[Directions for this task]
Each line of the records below that contains "PathBuf" needs to be copied.

[Data for analysis]
══════════

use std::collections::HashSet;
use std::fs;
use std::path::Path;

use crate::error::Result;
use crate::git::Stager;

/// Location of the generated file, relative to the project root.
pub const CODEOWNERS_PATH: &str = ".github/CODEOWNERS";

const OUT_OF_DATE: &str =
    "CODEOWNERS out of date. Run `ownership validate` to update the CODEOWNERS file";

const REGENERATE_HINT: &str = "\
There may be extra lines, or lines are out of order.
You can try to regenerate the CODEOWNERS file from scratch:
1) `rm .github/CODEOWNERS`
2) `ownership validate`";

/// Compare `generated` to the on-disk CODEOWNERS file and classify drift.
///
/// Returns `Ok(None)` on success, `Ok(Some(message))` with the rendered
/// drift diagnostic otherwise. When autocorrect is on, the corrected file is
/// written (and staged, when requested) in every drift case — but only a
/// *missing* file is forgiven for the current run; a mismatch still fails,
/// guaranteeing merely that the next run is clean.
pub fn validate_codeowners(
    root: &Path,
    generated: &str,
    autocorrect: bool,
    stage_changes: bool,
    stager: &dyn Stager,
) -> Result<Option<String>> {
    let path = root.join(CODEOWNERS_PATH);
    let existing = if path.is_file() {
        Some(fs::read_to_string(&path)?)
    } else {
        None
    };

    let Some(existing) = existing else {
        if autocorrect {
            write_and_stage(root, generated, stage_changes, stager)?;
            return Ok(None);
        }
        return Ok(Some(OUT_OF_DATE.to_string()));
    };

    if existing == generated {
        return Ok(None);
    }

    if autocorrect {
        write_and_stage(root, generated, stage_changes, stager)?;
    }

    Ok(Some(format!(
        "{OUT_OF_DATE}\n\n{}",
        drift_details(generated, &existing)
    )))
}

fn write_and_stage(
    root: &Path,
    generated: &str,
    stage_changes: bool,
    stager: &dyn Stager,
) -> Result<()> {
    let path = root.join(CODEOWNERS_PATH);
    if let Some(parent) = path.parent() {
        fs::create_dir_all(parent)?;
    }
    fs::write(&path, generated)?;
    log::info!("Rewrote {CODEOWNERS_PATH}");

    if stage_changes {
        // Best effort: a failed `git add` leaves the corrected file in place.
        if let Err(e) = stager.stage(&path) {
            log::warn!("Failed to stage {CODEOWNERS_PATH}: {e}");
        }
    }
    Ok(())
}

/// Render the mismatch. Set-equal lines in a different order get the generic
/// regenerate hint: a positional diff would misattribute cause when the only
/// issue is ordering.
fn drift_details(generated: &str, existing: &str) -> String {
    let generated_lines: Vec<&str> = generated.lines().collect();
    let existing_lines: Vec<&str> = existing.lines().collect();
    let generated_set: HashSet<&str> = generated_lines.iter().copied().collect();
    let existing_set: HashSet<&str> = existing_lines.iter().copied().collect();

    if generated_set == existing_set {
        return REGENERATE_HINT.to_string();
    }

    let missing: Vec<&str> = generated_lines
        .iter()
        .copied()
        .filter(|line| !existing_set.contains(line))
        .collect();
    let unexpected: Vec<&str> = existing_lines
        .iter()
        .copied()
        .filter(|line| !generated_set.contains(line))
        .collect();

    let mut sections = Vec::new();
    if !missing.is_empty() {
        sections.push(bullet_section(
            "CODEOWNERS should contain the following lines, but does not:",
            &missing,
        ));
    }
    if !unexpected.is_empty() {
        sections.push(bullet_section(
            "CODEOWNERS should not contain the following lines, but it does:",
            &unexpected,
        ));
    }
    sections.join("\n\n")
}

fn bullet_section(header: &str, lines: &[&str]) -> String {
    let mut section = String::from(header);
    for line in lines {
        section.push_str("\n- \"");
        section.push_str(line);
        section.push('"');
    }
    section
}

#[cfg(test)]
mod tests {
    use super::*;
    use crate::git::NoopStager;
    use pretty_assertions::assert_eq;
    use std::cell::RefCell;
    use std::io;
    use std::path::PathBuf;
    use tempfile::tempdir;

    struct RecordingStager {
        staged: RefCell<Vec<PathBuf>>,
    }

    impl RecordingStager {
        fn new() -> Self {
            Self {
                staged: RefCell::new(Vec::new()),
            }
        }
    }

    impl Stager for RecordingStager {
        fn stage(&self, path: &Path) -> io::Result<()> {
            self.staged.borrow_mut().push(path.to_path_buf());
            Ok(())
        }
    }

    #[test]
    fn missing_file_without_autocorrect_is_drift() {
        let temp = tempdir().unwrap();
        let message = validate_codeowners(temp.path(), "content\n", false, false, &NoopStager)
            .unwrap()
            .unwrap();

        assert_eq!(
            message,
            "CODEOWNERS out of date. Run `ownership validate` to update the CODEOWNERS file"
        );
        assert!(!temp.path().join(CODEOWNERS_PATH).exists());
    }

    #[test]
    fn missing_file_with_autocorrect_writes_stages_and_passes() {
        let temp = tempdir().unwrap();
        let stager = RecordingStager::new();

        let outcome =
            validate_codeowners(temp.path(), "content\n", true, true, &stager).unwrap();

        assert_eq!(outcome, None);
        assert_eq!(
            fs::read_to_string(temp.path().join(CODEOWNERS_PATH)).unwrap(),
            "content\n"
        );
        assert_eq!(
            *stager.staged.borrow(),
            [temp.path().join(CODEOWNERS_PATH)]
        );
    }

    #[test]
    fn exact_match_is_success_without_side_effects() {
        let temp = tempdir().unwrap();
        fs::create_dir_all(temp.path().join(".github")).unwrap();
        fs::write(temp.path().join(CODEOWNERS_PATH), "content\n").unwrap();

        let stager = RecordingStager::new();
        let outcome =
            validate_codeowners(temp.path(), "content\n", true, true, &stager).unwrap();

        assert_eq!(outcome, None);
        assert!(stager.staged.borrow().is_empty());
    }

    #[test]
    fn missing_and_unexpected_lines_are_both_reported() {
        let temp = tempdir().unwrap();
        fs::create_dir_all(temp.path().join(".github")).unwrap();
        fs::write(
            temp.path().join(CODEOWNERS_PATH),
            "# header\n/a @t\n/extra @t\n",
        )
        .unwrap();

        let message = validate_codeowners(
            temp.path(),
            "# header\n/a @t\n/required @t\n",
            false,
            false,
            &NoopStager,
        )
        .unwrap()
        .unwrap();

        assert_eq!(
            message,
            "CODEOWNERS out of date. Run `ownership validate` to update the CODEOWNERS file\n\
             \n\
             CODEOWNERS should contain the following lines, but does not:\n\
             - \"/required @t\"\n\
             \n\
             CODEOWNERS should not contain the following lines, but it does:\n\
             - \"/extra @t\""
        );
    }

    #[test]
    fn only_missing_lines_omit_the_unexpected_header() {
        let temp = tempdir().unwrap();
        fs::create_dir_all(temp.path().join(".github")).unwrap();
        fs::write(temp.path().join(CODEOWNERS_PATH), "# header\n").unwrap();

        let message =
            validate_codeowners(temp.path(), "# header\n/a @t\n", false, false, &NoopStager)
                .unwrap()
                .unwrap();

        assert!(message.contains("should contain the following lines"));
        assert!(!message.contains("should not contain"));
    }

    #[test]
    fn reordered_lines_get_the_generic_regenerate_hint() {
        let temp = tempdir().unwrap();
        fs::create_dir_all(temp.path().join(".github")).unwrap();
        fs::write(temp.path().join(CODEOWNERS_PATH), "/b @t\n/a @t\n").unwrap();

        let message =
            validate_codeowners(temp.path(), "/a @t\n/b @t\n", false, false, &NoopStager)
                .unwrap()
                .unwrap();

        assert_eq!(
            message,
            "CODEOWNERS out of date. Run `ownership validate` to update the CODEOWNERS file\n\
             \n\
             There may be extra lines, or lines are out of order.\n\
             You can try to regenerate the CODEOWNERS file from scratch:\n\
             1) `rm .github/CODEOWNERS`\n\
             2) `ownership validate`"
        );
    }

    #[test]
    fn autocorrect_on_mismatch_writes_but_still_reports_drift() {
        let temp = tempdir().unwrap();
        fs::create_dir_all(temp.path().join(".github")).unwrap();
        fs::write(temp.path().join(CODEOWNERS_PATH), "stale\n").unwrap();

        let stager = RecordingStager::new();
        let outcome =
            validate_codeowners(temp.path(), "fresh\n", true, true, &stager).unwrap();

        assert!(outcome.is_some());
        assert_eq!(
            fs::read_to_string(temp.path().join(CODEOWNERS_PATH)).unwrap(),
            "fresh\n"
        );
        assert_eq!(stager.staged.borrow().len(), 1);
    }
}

══════════

[Reply to the exercise]
    use std::path::PathBuf;
        staged: RefCell<Vec<PathBuf>>,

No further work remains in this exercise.